At the age of 25 she was thrust into service as the head of a nation and a leader of dozens more. She may be the epitome of the modern-day woman striving to lead in the workplace whilst still being a mother, daughter, wife and parent at home. Despite this, the Queens difficulty in championing women in a new world came with the bounds of tradition. As a Queen, she was to lead but not take action. Be strong but do not have a strong opinion. Care for people but without having an open dialogue with them, and because of these restrictions, the Queen becomes a distant figure to many people, so much so, even an unemotional figure, but being unemotional does not mean that you do not care.
Whilst the Queen’s duty was to be unbiased with her opinions and actions, she made her thoughts on gender equality apparent whenever she could, citing in 2011:
“The theme of this year is, ‘Women as Agents of Change’. It reminds us of the potential in our societies that is yet to be fully unlocked, and it encourages us to find ways to allow girls and women to play their full part. We must continue to strive in our own countries and across the Commonwealth together to promote that theme in a lasting way beyond this year.”
In 2013 she also gave royal assent to the Succession To The Crown Act, which enshrined an equal right to the throne to both sons and daughters.
In 2015 for the 100th annual meeting of the WI (Womens Institute) she said:
“In the modern world, the opportunities for women to give something of value to society are greater than ever, because, through their own efforts, they now play a much greater part in all areas of public life. In 2015 it continues to demonstrate that it can make a real difference to the lives of women of all ages and cultural backgrounds, in a spirit of friendship, cooperation and support.”
We may say that it was easy for a Queen to make these speeches and say these words because unlike everyday women she was born into fame and wealth with a Royal platform to communicate from, however, she still faced everyday issues like keeping her surname when marrying (which she did). These small details showed us that Queen Elizabeth potentially had a feminist mind restrained by tradition and Royal politics, and a person who had to be muted to a degree. Despite this she worked within her remit to quietly change the rules, advocate, and help women to thrive.

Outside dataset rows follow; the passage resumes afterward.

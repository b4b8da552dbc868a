//! Directory Store - pure data operations on the tag table
//!
//! No I/O happens here. Invariant maintained by every mutation: a platform with no
//! users is removed, never kept.

use std::cmp::Ordering;

use crate::config::{PLATFORM_LIMIT, TAG_LIMIT};
use crate::error::{Result, TagsError};
use crate::types::{Directory, ListedTag, Platform, PlatformSummary, RemovedTag, TagEntry};

/// Length limits checked before any mutation
#[derive(Debug, Clone, Copy, PartialEq, Eq)]
pub struct Limits {
    pub tag: usize,
    pub platform: usize,
}

impl Default for Limits {
    fn default() -> Self {
        Self {
            tag: TAG_LIMIT,
            platform: PLATFORM_LIMIT,
        }
    }
}

impl Limits {
    pub fn check_tag(&self, tag: &str) -> Result<()> {
        if tag.trim().is_empty() {
            return Err(TagsError::EmptyTag);
        }
        if tag.chars().count() > self.tag {
            return Err(TagsError::TagTooLong { limit: self.tag });
        }
        Ok(())
    }

    pub fn check_platform(&self, platform: &str) -> Result<()> {
        if platform.trim().is_empty() {
            return Err(TagsError::EmptyPlatform);
        }
        if platform.chars().count() > self.platform {
            return Err(TagsError::PlatformTooLong {
                limit: self.platform,
            });
        }
        Ok(())
    }
}

impl Directory {
    /// Get a platform by its exact (case-sensitive) name
    pub fn get(&self, platform: &str) -> Result<&Platform> {
        self.platforms.get(platform).ok_or(TagsError::NoPlatform)
    }

    /// Insert or replace a platform wholesale
    pub fn put(&mut self, platform: Platform) {
        self.platforms.insert(platform.name.clone(), platform);
    }

    /// A user's tag on one platform
    pub fn get_tag(&self, platform: &str, owner_id: &str) -> Result<&TagEntry> {
        self.get(platform)?
            .users
            .get(owner_id)
            .ok_or(TagsError::NoUser)
    }

    /// Insert or replace a tag on an existing platform
    pub fn upsert_tag(&mut self, entry: TagEntry) -> Result<()> {
        let platform = self
            .platforms
            .get_mut(&entry.platform)
            .ok_or(TagsError::NoPlatform)?;
        platform.users.insert(entry.owner_id.clone(), entry);
        Ok(())
    }

    /// Remove a user's tag, removing the platform with it if it ends up empty
    pub fn remove_user(&mut self, platform: &str, owner_id: &str) -> Result<RemovedTag> {
        let plat = self
            .platforms
            .get_mut(platform)
            .ok_or(TagsError::NoPlatform)?;
        let entry = plat.users.remove(owner_id).ok_or(TagsError::NoUser)?;

        if !plat.users.is_empty() {
            return Ok(RemovedTag {
                entry,
                platform_removed: false,
                orphaned_role: None,
            });
        }

        let removed = self.platforms.remove(platform);
        Ok(RemovedTag {
            entry,
            platform_removed: true,
            orphaned_role: removed.and_then(|p| p.role),
        })
    }

    /// Remove a whole platform, regardless of its users
    pub fn remove_platform(&mut self, platform: &str) -> Result<Platform> {
        self.platforms.remove(platform).ok_or(TagsError::NoPlatform)
    }

    /// Set the ping preference for one user on one platform
    pub fn set_ping(&mut self, platform: &str, owner_id: &str, ping_me: bool) -> Result<TagEntry> {
        let entry = self
            .platforms
            .get_mut(platform)
            .ok_or(TagsError::NoPlatform)?
            .users
            .get_mut(owner_id)
            .ok_or(TagsError::NoUser)?;
        entry.ping_me = ping_me;
        Ok(entry.clone())
    }

    /// Opt a user out of pings everywhere. Returns how many tags changed.
    pub fn silence_all(&mut self, owner_id: &str) -> usize {
        let mut changed = 0;
        for platform in self.platforms.values_mut() {
            if let Some(entry) = platform.users.get_mut(owner_id) {
                if entry.ping_me {
                    entry.ping_me = false;
                    changed += 1;
                }
            }
        }
        changed
    }

    /// Every tag a user has, ordered by platform name
    pub fn list_by_owner(&self, owner_id: &str) -> Vec<TagEntry> {
        // BTreeMap iteration is already name-ordered
        self.platforms
            .values()
            .filter_map(|p| p.users.get(owner_id).cloned())
            .collect()
    }

    /// Raw entries of a platform, in owner-id order
    pub fn list_by_platform(&self, platform: &str) -> Result<Vec<TagEntry>> {
        Ok(self.get(platform)?.users.values().cloned().collect())
    }

    /// Owners on a platform that want pings
    pub fn ping_targets(&self, platform: &str) -> Result<Vec<String>> {
        Ok(self
            .get(platform)?
            .users
            .values()
            .filter(|e| e.ping_me)
            .map(|e| e.owner_id.clone())
            .collect())
    }

    /// Platforms with tag counts, sorted case-insensitively by name
    pub fn summaries(&self) -> Vec<PlatformSummary> {
        let mut out: Vec<PlatformSummary> = self
            .platforms
            .values()
            .map(|p| PlatformSummary {
                name: p.name.clone(),
                tag_count: p.users.len(),
            })
            .collect();
        out.sort_by(|a, b| {
            a.name
                .to_lowercase()
                .cmp(&b.name.to_lowercase())
                .then_with(|| a.name.cmp(&b.name))
        });
        out
    }

    /// Check the structural invariants: no empty platforms, every entry points back at
    /// the platform and owner key it is stored under.
    pub fn is_consistent(&self) -> bool {
        self.platforms.iter().all(|(name, platform)| {
            !platform.users.is_empty()
                && platform.name == *name
                && platform
                    .users
                    .iter()
                    .all(|(owner, entry)| entry.owner_id == *owner && entry.platform == *name)
        })
    }
}

/// Build a listing from entries paired with their freshly resolved names.
///
/// Resolved rows take the new display name and sort by it (case-sensitive); rows
/// whose owner could not be resolved keep their cached name, are flagged, and go last.
pub fn sorted_listing(rows: Vec<(TagEntry, Option<String>)>) -> Vec<ListedTag> {
    let mut listing: Vec<ListedTag> = rows
        .into_iter()
        .map(|(mut entry, resolved_name)| match resolved_name {
            Some(name) => {
                entry.display_name = name;
                ListedTag {
                    entry,
                    resolved: true,
                }
            }
            None => ListedTag {
                entry,
                resolved: false,
            },
        })
        .collect();

    listing.sort_by(|a, b| match (a.resolved, b.resolved) {
        (true, false) => Ordering::Less,
        (false, true) => Ordering::Greater,
        (true, true) => a
            .entry
            .display_name
            .cmp(&b.entry.display_name)
            .then_with(|| a.entry.owner_id.cmp(&b.entry.owner_id)),
        (false, false) => a.entry.owner_id.cmp(&b.entry.owner_id),
    });
    listing
}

The death of Queen Elizabeth II has revived longstanding criticism over the monarchy’s enrichment from the British empire’s violent colonization of African, Asian and Caribbean nations and their diasporas.
There’s no hiding the fact that during Queen Elizabeths 63-year reign, women have come along leaps and bounds in society. Some more than others. Sure, the battle is still not over and we’re still fighting for equality, but we do have a strong weapon on our side, something the Queen didn’t have which was the freedom of speech and opinion combined with a power to use it at will. With this in our gift, women have managed to change the course of history over the last 63 years. Maybe the benefits of being born into a wealthy, Royal Family are not so beneficial compared to the power of free thought and open speech – something that the everyday woman can exercise in our part of the World.
If the Queen could make positive change for female leadership with just a few words, then so can every woman with a voice. (And don’t forget that every woman is a Queen too).